Beginning with the opening line, restate the following material exactly, up through the line that contains "provider registry; transports".

*****

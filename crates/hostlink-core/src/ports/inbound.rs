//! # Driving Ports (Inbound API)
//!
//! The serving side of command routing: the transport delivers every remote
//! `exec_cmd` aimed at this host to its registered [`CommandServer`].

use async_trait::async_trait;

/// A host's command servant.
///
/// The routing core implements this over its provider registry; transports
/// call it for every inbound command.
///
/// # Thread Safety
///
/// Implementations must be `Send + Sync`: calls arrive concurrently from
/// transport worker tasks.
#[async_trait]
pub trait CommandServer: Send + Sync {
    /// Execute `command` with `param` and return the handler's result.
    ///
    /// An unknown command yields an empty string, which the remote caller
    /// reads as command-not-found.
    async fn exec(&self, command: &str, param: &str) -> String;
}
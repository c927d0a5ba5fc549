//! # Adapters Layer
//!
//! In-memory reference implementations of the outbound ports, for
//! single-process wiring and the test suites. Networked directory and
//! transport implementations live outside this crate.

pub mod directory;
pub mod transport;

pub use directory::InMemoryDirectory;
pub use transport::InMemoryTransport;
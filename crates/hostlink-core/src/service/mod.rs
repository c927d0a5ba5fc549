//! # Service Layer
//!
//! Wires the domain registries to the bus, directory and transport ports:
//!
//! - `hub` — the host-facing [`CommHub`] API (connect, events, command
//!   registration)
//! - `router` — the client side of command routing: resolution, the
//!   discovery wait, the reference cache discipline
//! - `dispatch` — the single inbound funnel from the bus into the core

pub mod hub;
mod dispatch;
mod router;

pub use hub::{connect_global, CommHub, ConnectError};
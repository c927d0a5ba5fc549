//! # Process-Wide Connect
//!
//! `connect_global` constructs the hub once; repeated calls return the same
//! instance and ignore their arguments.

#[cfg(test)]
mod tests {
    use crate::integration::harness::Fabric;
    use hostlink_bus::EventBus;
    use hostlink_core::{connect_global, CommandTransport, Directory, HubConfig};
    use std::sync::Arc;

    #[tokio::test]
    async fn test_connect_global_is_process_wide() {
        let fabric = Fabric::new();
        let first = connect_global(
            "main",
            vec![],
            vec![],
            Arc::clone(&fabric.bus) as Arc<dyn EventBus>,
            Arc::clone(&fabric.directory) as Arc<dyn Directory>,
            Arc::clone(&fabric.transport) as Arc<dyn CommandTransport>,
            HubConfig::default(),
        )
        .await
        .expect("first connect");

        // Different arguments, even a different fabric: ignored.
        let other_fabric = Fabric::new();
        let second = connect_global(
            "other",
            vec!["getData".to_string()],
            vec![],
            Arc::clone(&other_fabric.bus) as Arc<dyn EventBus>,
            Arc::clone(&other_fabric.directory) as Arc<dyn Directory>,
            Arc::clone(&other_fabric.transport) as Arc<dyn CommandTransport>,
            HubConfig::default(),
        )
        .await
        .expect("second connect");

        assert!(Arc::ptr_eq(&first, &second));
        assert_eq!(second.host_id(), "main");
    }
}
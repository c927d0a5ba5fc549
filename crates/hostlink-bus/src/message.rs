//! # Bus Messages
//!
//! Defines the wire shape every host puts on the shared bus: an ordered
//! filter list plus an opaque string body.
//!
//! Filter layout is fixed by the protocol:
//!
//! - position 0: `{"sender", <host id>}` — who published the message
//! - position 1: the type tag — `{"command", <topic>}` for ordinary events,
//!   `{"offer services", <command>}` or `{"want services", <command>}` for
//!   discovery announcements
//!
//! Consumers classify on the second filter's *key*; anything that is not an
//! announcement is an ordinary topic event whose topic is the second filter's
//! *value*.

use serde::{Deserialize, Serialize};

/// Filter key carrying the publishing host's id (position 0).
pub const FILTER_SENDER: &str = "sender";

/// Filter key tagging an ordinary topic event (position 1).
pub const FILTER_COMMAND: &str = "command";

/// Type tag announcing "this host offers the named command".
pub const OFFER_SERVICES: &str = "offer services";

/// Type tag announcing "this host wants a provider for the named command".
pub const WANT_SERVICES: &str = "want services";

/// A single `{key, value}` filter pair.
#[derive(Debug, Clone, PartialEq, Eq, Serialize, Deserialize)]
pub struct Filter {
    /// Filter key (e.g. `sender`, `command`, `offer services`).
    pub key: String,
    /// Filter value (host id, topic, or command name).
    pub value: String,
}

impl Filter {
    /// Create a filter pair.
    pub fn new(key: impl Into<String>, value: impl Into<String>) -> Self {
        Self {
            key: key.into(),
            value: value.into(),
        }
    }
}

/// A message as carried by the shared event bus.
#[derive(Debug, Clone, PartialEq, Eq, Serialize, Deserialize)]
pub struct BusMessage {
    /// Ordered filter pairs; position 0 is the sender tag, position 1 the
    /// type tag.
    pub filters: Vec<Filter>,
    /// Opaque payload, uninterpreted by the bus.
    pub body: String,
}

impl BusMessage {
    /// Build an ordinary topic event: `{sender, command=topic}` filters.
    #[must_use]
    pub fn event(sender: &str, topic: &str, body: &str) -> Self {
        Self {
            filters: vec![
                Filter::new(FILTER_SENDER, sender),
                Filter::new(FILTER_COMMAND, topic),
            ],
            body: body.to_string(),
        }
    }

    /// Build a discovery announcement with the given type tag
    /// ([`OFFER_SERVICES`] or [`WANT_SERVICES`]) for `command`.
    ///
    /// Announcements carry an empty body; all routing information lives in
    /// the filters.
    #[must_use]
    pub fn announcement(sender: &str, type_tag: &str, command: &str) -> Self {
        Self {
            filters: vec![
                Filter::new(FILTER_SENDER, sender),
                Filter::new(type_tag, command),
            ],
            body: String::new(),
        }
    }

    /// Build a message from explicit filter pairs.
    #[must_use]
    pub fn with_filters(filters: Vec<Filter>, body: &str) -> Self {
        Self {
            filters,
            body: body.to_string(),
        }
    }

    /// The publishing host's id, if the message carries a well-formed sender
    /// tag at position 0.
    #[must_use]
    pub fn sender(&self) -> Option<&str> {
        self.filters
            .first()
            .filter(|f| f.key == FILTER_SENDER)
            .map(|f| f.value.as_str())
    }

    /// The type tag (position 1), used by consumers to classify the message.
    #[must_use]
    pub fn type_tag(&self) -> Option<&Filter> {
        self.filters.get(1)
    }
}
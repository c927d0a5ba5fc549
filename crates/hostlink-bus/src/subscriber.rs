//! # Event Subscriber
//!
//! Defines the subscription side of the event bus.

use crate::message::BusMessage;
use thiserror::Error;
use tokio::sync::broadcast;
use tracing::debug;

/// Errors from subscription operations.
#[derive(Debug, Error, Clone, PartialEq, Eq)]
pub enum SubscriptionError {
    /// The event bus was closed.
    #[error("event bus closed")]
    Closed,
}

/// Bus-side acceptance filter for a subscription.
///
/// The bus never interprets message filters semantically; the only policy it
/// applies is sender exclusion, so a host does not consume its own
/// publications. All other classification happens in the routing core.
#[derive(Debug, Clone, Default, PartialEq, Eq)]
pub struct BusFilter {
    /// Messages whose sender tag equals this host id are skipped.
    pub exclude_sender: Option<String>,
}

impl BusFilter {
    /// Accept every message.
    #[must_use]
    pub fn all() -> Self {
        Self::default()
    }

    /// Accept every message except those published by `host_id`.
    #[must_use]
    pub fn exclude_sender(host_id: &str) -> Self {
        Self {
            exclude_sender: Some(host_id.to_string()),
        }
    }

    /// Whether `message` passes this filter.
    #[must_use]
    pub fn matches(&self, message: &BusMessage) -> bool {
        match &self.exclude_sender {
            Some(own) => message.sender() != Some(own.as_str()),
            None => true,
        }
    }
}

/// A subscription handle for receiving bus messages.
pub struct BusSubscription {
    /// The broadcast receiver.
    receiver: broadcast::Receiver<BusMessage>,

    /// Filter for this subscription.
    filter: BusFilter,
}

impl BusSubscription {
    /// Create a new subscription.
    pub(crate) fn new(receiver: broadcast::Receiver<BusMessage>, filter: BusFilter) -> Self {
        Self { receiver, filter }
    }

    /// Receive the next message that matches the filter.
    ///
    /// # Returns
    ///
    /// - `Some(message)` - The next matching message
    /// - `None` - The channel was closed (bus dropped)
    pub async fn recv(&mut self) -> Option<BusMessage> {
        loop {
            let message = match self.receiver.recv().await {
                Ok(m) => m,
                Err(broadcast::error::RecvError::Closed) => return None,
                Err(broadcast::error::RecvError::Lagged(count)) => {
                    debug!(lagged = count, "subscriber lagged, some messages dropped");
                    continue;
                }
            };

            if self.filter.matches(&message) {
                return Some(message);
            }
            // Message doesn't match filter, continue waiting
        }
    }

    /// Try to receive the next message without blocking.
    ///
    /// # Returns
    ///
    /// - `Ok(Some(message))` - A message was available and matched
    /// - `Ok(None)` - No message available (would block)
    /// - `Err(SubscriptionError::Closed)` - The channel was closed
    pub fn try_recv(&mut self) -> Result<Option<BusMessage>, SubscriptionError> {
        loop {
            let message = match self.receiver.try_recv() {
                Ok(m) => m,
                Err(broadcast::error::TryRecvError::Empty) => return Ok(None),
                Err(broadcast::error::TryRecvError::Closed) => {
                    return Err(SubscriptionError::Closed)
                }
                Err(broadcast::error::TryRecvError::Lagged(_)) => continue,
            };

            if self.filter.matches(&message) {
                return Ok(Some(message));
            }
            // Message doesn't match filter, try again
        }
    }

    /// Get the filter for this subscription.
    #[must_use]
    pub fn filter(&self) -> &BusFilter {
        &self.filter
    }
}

*****

- [ANSWER AREA]:
filename crates/hostlink-core/src/ports/inbound.rs
//! # Driving Ports (Inbound API)
//!
//! The serving side of command routing: the transport delivers every remote
//! `exec_cmd` aimed at this host to its registered [`CommandServer`].

use async_trait::async_trait;

/// A host's command servant.
///
/// The routing core implements this over its provider registry; transports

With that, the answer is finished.